Friends Remember Nicole Oman
When the Mead Junior High School symphony performs this week it will be minus Nicole Oman, its second chair violin.
The Colbert girl died in a car accident during spring break last week.
Many of Oman’s classmates and friends didn’t know about her death until Monday when they returned from spring break.
Oman was an eighth grader at Mead Junior High, but was part of a close-knit group of friends with whom she attended Ridgeview Elementary School and one year of Salk Middle School.
Teachers at Salk and Mead spent the early part of this week helping students work through their grief.
At Ridgeview, physical education teacher K’Anne Howland said she remembered Oman as a girl who collected ceramic horses, even if they were cracked with age. Living in a semi-rural area, Oman had developed that love into an offering to help care for her neighbors’ horses.
Sixth-grade teacher Pete Nemeth remembered Oman speaking up for her friends when they wouldn’t speak up for themselves.
As a child she would catch dogs running loose around Ridgeview and knock on doors looking for their owners, said her mother, Lynette Smilden.
“She was always taking care of people and animals,” her mother said.
Oman died April 3 from massive head injuries she suffered April 1 when she was thrown from a car involved in an accident near the intersection of Day-Mount Spokane Road and Dunn.
Three other people were injured in the accident. None were wearing seat belts, the Washington State Patrol said.
“Like other teens she made some poor choices from time to time,” Oman’s pastor, Michael Wiser of St. Luke’s Lutheran Church, said. “Like riding in a car with someone she really didn’t know.”
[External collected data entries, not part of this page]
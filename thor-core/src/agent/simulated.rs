//! Simulated agent execution
//!
//! SimulatedExecutor answers every step with a templated string after a
//! fixed delay. It backs the CLI's `--simulate` mode and gives tests
//! control over timing and failures per agent type.

use std::collections::{HashMap, HashSet};
use std::sync::Mutex;
use std::time::Duration;

use async_trait::async_trait;
use tracing::debug;

use super::executor::AgentExecutor;
use super::types::{Agent, AgentId, AgentType};
use crate::error::ExecutionError;

/// One recorded call to [`SimulatedExecutor::execute`]
#[derive(Debug, Clone, PartialEq, Eq)]
pub struct Invocation {
    pub agent_id: AgentId,
    pub agent_type: AgentType,
    pub input: String,
}

/// Executor that fakes work with a delay and a templated reply
pub struct SimulatedExecutor {
    delay: Duration,
    type_delays: HashMap<AgentType, Duration>,
    failing: HashSet<AgentType>,
    invocations: Mutex<Vec<Invocation>>,
}

impl SimulatedExecutor {
    /// Create with the default delay for every type
    pub fn new(delay: Duration) -> Self {
        Self {
            delay,
            type_delays: HashMap::new(),
            failing: HashSet::new(),
            invocations: Mutex::new(Vec::new()),
        }
    }

    /// Use a different delay for one agent type
    pub fn with_type_delay(mut self, agent_type: AgentType, delay: Duration) -> Self {
        self.type_delays.insert(agent_type, delay);
        self
    }

    /// Make every step of this agent type fail
    pub fn failing(mut self, agent_type: AgentType) -> Self {
        self.failing.insert(agent_type);
        self
    }

    /// Every call made so far, in start order
    pub fn invocations(&self) -> Vec<Invocation> {
        self.invocations
            .lock()
            .unwrap_or_else(|e| e.into_inner())
            .clone()
    }

    /// The reply produced for a type and input
    pub fn render(agent_type: AgentType, input: &str) -> String {
        format!("[{agent_type} agent] Processed task: {input}")
    }
}

impl Default for SimulatedExecutor {
    fn default() -> Self {
        Self::new(Duration::from_millis(100))
    }
}

#[async_trait]
impl AgentExecutor for SimulatedExecutor {
    async fn execute(&self, agent: &Agent, input: &str) -> Result<String, ExecutionError> {
        self.invocations
            .lock()
            .unwrap_or_else(|e| e.into_inner())
            .push(Invocation {
                agent_id: agent.id,
                agent_type: agent.agent_type,
                input: input.to_string(),
            });

        let delay = self
            .type_delays
            .get(&agent.agent_type)
            .copied()
            .unwrap_or(self.delay);
        debug!(agent = %agent.name(), ?delay, "simulating step");
        tokio::time::sleep(delay).await;

        if self.failing.contains(&agent.agent_type) {
            return Err(ExecutionError::Failed(format!(
                "simulated failure for {} agent",
                agent.agent_type
            )));
        }
        Ok(Self::render(agent.agent_type, input))
    }
}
Wiser said Oman will be remembered as a good person who worked hard to reach her goals.
“She had a smile that cut right through you,” he said. “Her youth pastor caller her sassy.”
Her death leaves her brother Bryce, 10, of Midway Elementary School feeling like he is on his own, Smilden said.
Often Bryce and Nicole would try to talk late into the night through the heater vents in their house, Smilden said. When their parents told them to stop talking and go to sleep, Bryce sometimes would steal into Nicole’s room and they would continue to whisper.
“The night before she died, he fell asleep in her room after their last long talk,” Smilden said.